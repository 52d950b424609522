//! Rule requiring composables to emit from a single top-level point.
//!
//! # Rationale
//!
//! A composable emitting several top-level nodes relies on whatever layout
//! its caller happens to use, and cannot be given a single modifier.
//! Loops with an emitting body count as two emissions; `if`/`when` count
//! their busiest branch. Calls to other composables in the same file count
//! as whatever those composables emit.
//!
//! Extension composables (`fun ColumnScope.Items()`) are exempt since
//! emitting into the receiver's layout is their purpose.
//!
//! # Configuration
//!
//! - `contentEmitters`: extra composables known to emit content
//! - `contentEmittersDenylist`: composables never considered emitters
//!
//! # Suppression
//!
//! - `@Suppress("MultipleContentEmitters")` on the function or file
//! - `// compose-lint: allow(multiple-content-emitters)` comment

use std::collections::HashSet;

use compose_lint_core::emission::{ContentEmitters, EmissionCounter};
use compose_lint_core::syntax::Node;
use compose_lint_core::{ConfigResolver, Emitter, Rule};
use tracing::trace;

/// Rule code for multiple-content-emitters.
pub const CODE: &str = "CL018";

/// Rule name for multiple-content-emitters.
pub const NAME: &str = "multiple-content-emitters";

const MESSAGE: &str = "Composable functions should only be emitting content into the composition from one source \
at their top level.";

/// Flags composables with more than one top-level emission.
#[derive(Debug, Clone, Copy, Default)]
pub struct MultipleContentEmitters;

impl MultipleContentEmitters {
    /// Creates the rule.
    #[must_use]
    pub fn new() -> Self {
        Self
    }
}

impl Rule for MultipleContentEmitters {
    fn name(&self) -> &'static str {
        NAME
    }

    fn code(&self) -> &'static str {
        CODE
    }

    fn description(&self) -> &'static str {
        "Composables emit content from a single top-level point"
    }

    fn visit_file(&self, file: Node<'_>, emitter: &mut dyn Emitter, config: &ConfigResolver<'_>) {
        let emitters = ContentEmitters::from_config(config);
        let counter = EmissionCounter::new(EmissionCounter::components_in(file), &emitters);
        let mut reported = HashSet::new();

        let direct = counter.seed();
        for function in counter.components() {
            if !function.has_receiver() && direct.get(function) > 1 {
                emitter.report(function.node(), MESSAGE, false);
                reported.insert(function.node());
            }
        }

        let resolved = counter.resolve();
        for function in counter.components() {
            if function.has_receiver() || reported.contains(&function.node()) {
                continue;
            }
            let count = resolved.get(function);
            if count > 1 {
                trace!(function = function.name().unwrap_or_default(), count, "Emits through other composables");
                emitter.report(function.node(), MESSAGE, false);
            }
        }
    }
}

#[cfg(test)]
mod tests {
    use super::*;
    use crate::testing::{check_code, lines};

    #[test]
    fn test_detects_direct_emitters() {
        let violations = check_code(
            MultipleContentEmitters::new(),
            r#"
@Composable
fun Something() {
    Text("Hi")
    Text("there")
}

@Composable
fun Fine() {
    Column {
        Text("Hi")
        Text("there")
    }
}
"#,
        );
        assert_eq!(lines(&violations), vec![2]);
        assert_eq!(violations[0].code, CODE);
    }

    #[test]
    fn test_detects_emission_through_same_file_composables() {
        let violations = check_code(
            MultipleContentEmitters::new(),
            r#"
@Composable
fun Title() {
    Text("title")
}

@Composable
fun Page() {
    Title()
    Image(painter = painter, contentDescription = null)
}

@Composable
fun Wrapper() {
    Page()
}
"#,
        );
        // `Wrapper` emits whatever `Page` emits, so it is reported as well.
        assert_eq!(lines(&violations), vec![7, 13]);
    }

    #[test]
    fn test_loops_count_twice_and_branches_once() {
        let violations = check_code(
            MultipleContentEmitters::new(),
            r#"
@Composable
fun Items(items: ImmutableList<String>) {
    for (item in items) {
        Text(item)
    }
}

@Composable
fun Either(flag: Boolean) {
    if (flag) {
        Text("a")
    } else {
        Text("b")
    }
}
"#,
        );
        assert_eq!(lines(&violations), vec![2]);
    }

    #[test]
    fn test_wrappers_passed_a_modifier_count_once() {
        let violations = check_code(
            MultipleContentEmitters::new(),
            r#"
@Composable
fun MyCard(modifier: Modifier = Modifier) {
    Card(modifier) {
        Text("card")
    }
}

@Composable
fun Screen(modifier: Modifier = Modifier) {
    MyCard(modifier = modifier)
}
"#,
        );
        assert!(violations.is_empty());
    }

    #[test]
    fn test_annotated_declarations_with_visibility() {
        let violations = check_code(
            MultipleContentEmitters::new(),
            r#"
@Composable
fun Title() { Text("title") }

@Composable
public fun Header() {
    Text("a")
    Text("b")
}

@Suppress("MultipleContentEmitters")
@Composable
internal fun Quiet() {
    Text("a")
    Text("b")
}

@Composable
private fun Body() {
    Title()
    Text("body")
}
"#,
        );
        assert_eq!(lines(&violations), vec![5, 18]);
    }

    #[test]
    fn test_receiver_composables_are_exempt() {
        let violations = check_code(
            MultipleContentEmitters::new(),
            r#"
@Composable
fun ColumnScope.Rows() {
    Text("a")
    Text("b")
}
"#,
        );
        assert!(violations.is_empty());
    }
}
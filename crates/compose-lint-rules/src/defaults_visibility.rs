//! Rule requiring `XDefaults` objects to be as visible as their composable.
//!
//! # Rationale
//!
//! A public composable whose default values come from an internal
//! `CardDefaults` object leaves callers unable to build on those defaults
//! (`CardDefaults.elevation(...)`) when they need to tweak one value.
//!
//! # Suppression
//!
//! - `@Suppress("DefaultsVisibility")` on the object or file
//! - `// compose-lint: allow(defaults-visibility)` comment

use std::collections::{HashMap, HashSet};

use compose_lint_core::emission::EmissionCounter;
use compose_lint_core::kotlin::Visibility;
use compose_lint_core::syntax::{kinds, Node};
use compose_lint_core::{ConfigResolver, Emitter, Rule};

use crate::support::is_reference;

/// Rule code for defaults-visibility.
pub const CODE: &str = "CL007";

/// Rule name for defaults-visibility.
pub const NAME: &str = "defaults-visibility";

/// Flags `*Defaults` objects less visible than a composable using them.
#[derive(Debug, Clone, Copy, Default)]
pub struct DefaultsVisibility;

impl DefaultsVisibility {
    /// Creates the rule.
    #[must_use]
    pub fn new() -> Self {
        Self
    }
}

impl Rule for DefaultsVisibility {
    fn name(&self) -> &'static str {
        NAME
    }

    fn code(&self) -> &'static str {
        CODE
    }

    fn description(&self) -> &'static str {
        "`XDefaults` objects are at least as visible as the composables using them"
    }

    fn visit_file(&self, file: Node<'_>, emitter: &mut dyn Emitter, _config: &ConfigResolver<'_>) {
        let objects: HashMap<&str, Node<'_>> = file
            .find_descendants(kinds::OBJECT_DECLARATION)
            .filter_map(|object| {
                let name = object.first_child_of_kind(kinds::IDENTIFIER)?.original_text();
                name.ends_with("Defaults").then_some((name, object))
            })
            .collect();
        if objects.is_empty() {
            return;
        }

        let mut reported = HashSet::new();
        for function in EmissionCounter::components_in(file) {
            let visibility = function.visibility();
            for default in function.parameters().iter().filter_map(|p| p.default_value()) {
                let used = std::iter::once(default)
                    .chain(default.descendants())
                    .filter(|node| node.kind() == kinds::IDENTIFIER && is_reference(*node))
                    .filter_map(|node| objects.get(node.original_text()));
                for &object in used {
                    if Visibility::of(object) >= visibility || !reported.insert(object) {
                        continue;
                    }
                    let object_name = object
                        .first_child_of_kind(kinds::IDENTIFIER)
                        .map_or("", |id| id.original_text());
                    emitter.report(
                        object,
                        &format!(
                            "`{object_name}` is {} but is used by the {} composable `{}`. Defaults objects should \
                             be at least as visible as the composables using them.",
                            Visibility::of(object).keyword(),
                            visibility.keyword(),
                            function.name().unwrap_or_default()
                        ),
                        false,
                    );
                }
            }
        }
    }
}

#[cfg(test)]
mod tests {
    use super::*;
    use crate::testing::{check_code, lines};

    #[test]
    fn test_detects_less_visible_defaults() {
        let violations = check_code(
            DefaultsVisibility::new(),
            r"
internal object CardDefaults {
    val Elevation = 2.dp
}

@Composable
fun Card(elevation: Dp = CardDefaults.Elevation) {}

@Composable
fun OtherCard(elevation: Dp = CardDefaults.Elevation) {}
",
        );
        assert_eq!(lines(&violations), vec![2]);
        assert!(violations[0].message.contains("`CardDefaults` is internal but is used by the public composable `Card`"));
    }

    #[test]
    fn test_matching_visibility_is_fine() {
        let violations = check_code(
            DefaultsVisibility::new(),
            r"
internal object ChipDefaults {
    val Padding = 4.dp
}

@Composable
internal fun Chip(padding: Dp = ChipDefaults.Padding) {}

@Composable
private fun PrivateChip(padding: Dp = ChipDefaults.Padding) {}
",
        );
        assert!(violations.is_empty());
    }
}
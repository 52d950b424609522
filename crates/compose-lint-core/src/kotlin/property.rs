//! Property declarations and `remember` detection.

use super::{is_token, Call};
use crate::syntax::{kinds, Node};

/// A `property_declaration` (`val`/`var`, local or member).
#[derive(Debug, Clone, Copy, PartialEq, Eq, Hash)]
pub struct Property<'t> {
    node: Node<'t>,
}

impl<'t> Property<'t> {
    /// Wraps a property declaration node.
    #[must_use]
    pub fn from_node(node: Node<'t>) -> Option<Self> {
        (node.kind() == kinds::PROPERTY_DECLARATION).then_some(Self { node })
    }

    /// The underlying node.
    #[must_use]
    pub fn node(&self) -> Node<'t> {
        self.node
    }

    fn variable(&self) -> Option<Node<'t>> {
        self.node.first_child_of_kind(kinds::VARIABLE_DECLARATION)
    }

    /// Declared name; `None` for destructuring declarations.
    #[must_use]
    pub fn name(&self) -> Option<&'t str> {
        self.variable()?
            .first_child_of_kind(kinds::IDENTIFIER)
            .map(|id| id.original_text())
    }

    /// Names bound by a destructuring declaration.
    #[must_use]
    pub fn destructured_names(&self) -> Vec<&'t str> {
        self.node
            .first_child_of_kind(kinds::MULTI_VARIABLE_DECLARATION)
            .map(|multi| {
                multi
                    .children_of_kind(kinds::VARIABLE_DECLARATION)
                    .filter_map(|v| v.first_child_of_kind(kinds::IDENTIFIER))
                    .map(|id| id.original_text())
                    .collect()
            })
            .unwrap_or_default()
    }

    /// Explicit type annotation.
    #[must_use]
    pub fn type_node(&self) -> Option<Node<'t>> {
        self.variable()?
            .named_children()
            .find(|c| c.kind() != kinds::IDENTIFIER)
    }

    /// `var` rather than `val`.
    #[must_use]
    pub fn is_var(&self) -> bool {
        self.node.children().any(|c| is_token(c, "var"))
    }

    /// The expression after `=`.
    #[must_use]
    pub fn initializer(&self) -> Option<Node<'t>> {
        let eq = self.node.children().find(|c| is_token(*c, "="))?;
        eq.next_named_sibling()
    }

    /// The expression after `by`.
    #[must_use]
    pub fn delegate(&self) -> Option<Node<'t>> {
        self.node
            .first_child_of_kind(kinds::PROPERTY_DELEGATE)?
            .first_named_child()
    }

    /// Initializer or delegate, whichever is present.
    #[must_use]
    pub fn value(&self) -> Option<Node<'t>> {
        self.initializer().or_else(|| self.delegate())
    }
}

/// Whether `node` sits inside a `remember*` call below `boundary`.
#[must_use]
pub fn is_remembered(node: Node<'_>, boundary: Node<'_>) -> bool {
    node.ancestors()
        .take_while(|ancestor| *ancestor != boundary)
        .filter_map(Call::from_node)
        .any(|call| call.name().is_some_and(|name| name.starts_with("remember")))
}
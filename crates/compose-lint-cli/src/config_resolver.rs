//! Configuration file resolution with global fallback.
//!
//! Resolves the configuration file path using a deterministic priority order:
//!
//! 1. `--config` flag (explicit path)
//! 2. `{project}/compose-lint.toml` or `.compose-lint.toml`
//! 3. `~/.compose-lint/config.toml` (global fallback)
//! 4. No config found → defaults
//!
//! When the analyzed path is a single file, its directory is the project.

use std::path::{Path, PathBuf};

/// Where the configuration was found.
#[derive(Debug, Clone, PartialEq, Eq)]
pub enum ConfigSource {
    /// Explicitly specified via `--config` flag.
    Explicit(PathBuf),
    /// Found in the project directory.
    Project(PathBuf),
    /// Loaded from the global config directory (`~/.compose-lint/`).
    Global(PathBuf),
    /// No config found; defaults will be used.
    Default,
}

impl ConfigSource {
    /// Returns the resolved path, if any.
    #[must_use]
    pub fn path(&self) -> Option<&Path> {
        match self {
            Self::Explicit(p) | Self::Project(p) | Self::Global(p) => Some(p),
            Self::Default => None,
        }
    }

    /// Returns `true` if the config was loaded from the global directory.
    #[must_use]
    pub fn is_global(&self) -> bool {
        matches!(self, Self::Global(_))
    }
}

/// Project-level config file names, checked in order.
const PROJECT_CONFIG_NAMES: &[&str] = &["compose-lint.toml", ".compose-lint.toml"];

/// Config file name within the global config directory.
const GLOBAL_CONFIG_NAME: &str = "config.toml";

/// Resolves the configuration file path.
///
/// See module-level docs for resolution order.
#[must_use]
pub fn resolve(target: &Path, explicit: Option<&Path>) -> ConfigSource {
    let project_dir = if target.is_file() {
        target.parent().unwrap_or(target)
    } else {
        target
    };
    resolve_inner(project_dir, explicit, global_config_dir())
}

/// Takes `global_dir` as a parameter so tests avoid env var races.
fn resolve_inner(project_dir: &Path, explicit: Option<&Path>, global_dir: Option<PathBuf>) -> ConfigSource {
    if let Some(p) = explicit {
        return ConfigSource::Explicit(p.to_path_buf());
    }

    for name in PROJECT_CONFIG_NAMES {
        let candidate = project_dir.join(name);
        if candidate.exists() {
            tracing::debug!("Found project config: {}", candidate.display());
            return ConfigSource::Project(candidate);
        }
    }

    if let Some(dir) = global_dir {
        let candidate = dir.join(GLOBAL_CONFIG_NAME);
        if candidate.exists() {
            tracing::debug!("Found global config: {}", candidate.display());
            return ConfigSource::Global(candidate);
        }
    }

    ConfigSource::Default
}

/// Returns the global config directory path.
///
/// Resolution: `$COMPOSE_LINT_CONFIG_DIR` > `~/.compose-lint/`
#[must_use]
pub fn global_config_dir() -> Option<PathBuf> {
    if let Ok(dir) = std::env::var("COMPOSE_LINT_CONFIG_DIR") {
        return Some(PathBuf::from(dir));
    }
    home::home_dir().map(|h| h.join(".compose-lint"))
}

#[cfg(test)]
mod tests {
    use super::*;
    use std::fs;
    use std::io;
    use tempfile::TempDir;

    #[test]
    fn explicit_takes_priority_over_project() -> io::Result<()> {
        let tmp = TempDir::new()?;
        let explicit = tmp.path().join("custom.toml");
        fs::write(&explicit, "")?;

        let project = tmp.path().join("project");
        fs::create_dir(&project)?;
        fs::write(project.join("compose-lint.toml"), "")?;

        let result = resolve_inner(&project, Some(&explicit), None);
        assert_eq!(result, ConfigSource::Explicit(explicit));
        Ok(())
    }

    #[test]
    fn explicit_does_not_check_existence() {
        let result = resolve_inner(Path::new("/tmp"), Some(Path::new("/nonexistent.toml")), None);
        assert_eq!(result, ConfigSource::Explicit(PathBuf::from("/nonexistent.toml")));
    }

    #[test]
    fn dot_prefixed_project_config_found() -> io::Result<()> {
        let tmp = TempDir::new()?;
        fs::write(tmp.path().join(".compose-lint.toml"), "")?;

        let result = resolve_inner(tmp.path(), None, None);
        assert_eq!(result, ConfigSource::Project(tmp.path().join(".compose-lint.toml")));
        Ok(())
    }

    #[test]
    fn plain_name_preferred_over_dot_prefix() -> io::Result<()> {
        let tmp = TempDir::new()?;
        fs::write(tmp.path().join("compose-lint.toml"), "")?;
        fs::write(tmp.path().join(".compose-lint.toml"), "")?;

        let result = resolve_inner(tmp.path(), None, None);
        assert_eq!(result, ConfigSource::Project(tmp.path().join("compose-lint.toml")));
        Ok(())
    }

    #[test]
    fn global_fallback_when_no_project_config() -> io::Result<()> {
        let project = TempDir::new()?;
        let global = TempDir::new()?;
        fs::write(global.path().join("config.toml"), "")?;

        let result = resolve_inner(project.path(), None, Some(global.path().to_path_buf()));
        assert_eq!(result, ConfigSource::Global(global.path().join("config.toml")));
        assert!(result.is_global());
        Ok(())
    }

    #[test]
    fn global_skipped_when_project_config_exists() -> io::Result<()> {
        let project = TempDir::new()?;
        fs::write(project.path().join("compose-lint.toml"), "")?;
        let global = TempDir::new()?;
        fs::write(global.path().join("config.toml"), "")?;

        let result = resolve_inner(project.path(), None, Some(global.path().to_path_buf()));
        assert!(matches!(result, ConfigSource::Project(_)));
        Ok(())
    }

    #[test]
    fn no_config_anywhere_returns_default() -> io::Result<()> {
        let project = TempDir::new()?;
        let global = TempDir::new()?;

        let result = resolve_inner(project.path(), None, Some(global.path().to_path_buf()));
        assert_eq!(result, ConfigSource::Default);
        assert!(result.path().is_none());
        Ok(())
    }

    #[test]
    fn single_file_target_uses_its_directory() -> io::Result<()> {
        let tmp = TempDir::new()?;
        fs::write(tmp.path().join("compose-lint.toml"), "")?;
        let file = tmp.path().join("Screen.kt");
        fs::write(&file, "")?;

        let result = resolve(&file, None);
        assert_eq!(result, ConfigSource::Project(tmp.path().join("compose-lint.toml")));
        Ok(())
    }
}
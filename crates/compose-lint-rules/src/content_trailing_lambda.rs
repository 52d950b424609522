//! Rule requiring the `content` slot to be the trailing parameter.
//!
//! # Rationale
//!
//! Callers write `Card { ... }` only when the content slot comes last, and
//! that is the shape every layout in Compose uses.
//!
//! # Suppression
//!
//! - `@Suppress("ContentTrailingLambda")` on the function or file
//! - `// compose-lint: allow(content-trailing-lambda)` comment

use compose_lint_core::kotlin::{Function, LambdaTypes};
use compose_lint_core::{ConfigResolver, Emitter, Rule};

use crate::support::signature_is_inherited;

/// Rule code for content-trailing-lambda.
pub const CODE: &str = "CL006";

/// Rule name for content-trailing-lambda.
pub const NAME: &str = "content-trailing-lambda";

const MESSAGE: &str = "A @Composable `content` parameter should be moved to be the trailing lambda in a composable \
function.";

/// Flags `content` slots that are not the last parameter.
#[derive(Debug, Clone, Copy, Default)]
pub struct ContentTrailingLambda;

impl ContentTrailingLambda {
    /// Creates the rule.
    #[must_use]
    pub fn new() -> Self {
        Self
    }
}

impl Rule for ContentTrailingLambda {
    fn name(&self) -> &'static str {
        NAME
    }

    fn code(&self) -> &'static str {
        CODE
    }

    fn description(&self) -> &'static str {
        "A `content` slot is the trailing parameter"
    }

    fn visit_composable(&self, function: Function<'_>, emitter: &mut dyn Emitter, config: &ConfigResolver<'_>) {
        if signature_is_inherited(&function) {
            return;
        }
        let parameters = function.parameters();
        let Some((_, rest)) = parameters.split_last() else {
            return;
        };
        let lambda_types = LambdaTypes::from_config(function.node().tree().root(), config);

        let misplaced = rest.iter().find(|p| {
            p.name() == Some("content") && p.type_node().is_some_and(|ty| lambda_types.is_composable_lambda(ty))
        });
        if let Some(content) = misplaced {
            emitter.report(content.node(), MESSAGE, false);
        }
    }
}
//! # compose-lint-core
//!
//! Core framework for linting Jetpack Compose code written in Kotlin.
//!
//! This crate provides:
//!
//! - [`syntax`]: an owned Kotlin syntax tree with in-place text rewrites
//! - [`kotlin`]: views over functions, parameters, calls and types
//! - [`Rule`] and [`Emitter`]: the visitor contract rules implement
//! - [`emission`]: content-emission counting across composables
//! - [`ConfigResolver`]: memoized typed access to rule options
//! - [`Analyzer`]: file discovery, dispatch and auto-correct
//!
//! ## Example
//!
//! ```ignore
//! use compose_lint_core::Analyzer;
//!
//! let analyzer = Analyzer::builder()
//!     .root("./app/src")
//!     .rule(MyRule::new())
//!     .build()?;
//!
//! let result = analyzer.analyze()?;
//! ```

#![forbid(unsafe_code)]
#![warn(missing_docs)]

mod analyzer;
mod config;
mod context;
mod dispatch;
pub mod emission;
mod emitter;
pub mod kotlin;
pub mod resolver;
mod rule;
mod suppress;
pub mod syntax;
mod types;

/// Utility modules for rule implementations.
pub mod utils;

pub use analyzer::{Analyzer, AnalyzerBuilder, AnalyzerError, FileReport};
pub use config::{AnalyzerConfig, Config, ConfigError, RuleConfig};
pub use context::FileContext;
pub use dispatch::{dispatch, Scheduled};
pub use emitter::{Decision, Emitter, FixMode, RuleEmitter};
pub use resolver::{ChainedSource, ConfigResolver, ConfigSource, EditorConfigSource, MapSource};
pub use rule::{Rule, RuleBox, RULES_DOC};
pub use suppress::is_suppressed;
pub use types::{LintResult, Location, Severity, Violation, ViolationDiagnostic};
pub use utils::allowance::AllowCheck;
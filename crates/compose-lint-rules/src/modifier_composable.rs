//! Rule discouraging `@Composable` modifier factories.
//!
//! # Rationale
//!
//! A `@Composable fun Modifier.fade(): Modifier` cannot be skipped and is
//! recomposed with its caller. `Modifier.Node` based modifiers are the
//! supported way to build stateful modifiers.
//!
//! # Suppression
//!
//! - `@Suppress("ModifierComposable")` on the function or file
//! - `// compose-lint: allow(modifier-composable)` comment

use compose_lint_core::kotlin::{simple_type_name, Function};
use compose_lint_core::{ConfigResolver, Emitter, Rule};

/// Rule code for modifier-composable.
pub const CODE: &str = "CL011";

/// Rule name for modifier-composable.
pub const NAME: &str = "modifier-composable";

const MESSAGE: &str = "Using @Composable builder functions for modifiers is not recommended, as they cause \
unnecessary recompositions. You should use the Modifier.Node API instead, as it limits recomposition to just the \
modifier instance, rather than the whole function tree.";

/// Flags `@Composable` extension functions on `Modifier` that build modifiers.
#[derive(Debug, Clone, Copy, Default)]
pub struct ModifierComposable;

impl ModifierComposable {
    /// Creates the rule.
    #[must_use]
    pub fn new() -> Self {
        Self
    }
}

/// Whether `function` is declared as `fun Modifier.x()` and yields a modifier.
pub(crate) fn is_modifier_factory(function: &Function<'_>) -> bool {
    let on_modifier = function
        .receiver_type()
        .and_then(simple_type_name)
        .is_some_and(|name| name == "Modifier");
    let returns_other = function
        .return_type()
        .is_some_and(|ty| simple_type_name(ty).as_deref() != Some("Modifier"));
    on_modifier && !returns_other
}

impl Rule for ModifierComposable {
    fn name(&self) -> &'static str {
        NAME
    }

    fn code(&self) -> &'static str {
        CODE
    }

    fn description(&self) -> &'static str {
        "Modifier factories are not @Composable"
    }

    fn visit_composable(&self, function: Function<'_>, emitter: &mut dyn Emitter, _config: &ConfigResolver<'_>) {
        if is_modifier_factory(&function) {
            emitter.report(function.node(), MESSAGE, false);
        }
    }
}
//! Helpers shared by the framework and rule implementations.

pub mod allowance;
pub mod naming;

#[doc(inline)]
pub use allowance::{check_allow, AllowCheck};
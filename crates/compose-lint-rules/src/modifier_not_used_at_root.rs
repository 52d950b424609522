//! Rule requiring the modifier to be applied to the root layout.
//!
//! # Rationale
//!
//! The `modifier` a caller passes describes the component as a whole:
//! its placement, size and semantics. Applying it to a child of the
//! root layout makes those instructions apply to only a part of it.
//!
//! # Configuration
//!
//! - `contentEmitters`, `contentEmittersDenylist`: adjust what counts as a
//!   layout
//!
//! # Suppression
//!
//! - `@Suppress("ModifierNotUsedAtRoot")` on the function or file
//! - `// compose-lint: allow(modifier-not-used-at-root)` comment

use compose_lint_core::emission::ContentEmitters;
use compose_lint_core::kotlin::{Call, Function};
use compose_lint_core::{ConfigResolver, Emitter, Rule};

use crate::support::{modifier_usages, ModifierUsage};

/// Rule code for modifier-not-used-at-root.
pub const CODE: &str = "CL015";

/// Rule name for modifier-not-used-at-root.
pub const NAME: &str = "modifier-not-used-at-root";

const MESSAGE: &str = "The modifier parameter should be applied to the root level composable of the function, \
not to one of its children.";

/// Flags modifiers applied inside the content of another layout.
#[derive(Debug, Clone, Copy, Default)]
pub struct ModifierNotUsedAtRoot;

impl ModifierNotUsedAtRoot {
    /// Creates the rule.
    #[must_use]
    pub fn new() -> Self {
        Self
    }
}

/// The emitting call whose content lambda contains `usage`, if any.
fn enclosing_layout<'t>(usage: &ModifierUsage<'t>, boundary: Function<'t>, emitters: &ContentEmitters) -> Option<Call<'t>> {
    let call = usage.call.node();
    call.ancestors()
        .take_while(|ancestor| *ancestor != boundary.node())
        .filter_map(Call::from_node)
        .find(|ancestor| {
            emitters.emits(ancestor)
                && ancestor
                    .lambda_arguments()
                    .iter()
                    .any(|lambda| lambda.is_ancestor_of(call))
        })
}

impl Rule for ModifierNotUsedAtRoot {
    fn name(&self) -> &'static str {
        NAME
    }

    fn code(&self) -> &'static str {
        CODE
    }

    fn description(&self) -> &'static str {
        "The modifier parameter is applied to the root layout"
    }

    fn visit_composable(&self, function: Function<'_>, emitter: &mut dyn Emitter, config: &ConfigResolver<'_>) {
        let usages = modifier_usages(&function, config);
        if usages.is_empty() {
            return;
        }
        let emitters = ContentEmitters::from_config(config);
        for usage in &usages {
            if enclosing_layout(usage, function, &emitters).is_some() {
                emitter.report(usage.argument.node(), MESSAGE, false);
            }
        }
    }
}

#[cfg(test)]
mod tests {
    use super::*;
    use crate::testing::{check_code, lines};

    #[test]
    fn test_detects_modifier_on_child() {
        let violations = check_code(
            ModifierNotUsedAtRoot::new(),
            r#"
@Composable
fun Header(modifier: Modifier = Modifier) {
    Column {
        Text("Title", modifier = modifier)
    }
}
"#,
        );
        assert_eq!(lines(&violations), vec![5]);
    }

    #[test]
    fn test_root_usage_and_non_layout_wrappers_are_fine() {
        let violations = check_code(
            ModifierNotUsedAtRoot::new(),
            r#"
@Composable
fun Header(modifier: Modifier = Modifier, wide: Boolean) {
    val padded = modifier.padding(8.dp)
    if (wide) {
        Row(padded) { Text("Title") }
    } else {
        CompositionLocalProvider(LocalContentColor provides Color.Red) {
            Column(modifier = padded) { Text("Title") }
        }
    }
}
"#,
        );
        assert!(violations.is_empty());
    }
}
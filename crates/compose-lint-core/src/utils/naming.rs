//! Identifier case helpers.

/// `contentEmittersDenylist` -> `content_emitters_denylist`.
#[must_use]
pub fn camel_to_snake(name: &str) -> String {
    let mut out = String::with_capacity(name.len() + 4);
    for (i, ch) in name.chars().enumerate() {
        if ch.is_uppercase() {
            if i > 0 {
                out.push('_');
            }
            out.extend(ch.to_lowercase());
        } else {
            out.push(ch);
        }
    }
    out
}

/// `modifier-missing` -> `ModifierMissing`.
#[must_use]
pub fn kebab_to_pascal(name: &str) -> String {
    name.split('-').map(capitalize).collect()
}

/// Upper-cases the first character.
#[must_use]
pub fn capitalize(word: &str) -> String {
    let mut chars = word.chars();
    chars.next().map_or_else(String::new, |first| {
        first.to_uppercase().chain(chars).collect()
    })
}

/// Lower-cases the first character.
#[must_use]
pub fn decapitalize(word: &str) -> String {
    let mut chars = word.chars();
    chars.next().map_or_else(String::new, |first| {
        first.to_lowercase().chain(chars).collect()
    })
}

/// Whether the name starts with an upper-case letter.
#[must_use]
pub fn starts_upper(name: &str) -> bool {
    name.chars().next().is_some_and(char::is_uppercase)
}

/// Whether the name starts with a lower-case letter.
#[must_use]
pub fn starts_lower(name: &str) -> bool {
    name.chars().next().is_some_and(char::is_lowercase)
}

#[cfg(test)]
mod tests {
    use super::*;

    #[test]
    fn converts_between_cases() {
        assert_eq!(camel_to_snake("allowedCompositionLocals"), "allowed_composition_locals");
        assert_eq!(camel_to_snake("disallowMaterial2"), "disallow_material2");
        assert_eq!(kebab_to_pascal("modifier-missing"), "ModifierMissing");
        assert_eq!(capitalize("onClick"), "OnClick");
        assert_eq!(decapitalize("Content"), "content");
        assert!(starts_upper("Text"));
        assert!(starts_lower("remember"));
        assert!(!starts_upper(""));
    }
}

——————————

**Instructions to follow:** For the listing above, give the number of lines that contain the string "destructuring" and nothing else.

**Result of this task:** 2